[Supplied data — start]

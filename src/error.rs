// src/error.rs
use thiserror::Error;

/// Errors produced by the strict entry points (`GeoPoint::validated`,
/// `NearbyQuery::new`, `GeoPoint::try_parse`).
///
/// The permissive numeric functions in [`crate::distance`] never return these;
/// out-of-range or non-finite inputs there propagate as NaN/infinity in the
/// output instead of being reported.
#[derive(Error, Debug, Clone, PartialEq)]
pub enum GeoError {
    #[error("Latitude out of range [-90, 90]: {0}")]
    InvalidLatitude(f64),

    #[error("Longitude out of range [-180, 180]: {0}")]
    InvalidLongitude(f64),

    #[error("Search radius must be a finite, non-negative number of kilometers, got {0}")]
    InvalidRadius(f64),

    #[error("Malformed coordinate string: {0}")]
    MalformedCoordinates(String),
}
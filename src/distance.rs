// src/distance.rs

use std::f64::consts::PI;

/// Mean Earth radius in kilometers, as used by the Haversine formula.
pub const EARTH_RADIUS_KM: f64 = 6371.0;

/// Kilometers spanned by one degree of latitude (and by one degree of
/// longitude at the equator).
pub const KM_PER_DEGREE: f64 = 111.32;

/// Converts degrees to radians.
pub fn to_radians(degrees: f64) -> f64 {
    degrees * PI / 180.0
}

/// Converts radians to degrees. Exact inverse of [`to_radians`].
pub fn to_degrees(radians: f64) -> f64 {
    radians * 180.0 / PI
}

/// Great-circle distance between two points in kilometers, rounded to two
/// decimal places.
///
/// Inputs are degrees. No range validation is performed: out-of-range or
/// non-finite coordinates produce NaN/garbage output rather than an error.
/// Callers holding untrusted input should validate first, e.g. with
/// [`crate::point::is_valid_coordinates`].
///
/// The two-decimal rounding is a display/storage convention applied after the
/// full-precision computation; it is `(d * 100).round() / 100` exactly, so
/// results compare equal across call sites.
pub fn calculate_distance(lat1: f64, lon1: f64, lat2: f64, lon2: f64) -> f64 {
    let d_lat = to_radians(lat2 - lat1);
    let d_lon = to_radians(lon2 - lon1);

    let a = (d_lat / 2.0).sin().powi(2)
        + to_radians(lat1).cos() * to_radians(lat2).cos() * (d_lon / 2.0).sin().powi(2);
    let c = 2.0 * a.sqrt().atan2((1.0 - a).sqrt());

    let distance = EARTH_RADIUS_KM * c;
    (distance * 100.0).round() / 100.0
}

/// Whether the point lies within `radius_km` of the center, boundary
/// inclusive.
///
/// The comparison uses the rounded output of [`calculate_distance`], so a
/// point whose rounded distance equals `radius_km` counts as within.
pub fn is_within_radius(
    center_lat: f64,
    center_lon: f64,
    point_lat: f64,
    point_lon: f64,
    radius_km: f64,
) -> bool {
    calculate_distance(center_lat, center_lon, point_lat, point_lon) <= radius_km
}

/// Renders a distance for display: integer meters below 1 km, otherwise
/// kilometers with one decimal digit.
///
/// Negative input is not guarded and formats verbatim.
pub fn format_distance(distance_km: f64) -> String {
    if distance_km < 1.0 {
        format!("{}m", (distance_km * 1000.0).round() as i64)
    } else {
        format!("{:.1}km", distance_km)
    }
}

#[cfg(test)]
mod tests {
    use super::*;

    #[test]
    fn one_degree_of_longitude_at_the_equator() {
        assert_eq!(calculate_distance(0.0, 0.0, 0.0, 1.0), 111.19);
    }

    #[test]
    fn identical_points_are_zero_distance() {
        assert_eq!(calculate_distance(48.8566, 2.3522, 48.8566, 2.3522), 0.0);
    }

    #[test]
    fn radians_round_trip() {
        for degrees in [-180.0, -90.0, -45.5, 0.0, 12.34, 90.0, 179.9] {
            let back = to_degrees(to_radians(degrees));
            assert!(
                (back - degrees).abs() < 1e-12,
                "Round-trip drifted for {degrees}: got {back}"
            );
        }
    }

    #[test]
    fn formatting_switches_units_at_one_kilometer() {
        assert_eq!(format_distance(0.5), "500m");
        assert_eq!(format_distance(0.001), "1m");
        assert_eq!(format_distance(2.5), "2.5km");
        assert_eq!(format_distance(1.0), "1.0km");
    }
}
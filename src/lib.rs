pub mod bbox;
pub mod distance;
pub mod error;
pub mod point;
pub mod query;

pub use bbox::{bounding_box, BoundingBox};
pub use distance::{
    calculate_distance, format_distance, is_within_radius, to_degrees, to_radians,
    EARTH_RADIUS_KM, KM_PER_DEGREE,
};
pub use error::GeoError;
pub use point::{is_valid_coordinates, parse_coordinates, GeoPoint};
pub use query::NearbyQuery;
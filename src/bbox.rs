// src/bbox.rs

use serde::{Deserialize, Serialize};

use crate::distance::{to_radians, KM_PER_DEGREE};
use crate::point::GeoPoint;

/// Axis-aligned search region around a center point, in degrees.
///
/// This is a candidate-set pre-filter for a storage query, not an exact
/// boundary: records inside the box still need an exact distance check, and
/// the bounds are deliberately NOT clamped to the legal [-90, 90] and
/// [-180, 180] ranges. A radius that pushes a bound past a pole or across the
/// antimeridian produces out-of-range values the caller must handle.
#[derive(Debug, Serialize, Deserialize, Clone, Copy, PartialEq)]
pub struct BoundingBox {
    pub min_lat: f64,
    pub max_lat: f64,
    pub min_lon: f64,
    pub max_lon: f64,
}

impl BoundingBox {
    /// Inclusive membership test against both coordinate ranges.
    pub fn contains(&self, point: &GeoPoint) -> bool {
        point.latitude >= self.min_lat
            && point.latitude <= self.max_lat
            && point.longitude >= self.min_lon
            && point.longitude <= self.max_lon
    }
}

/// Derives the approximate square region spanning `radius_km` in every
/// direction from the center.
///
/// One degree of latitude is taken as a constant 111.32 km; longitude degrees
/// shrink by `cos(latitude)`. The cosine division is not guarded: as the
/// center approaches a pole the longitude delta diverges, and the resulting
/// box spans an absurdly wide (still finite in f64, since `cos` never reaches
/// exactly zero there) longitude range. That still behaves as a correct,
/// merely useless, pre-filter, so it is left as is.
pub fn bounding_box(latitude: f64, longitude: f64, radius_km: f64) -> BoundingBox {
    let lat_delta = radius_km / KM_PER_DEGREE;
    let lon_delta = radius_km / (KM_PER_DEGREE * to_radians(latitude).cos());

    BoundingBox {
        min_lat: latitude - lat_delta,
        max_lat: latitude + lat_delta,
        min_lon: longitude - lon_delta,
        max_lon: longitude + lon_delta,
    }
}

[Supplied data — finish]
[Supplied data — start]

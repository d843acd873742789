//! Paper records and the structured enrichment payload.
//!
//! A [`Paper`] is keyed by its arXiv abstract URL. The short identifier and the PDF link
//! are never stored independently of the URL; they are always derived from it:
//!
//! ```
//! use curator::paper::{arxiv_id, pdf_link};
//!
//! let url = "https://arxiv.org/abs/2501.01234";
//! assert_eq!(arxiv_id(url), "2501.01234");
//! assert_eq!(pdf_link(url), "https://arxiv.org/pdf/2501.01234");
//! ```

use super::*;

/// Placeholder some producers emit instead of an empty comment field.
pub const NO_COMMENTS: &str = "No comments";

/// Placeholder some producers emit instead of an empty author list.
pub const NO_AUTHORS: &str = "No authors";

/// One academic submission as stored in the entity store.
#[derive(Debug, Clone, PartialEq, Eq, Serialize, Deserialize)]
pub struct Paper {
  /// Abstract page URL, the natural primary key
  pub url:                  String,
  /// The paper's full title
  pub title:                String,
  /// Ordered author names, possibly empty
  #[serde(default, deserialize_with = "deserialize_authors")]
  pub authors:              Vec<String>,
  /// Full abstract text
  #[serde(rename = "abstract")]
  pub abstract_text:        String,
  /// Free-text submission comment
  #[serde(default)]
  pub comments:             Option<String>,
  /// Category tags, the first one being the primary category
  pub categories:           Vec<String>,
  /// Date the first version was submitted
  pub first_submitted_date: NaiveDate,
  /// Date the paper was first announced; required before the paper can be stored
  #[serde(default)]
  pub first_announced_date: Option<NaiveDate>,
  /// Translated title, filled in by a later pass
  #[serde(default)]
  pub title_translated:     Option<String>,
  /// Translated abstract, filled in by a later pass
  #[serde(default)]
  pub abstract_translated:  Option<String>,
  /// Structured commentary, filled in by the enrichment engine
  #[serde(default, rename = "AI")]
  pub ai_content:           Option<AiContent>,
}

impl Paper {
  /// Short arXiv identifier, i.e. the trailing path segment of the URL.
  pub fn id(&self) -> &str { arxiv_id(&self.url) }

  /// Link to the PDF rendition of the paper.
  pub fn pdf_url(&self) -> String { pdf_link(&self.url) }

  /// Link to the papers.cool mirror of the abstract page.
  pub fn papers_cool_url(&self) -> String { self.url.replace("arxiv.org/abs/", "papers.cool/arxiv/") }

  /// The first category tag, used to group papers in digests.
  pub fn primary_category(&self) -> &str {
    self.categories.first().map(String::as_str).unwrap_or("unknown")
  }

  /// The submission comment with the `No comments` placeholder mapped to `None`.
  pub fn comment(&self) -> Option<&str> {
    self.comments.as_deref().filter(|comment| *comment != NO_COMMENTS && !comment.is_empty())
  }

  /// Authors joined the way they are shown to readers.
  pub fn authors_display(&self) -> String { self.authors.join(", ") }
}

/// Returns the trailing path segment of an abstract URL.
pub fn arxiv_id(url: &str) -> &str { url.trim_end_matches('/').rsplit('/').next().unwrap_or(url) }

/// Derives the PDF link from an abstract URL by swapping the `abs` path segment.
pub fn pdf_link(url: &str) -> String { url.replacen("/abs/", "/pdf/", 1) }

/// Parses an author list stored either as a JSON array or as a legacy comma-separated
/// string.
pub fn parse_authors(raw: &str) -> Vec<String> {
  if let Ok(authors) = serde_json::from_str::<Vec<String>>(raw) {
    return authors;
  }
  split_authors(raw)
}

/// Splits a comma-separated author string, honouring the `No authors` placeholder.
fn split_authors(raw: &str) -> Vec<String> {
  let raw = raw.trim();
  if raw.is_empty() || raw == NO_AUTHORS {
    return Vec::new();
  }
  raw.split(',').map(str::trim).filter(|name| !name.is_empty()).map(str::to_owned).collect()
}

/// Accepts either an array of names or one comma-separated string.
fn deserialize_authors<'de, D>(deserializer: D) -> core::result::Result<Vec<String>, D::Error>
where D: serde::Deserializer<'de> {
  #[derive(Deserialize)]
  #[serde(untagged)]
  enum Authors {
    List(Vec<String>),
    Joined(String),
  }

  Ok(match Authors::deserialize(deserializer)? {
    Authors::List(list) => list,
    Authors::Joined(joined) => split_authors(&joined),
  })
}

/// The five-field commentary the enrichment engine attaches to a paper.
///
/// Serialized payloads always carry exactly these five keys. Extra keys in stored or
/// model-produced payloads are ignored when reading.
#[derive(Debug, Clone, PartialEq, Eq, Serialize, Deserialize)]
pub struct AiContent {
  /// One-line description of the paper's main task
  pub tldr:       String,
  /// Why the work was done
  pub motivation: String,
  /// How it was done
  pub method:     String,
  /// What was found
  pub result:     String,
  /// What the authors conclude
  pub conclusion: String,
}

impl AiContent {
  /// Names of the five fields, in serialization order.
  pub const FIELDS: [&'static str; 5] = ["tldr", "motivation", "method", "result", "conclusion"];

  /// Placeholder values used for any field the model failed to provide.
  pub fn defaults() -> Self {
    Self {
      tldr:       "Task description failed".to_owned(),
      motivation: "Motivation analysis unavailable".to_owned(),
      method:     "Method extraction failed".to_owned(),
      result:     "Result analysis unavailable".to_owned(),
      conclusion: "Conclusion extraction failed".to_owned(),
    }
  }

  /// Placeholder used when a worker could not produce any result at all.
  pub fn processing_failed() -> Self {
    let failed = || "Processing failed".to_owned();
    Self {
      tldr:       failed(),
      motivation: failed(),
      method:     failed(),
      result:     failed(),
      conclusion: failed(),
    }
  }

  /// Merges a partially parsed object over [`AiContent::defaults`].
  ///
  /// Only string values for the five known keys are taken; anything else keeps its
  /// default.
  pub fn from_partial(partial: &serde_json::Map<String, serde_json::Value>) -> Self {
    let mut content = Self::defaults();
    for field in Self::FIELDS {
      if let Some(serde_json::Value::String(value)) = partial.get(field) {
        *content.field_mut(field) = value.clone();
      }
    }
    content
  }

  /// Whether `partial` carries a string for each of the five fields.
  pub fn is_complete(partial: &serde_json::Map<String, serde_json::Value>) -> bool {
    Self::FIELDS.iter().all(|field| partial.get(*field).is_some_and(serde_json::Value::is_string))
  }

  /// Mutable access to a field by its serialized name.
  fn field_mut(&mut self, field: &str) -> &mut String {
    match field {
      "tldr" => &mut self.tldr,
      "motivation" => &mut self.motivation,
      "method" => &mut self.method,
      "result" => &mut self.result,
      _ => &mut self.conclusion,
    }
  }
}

[Supplied data — finish]

Repeat exactly the lines above from the one with "title, filled in by a later pass" up to and including the one with "of the paper.". No other line belongs in the reply.

  /// Translated title, filled in by a later pass
  #[serde(default)]
  pub title_translated:     Option<String>,
  /// Translated abstract, filled in by a later pass
  #[serde(default)]
  pub abstract_translated:  Option<String>,
  /// Structured commentary, filled in by the enrichment engine
  #[serde(default, rename = "AI")]
  pub ai_content:           Option<AiContent>,
}

impl Paper {
  /// Short arXiv identifier, i.e. the trailing path segment of the URL.
  pub fn id(&self) -> &str { arxiv_id(&self.url) }

  /// Link to the PDF rendition of the paper.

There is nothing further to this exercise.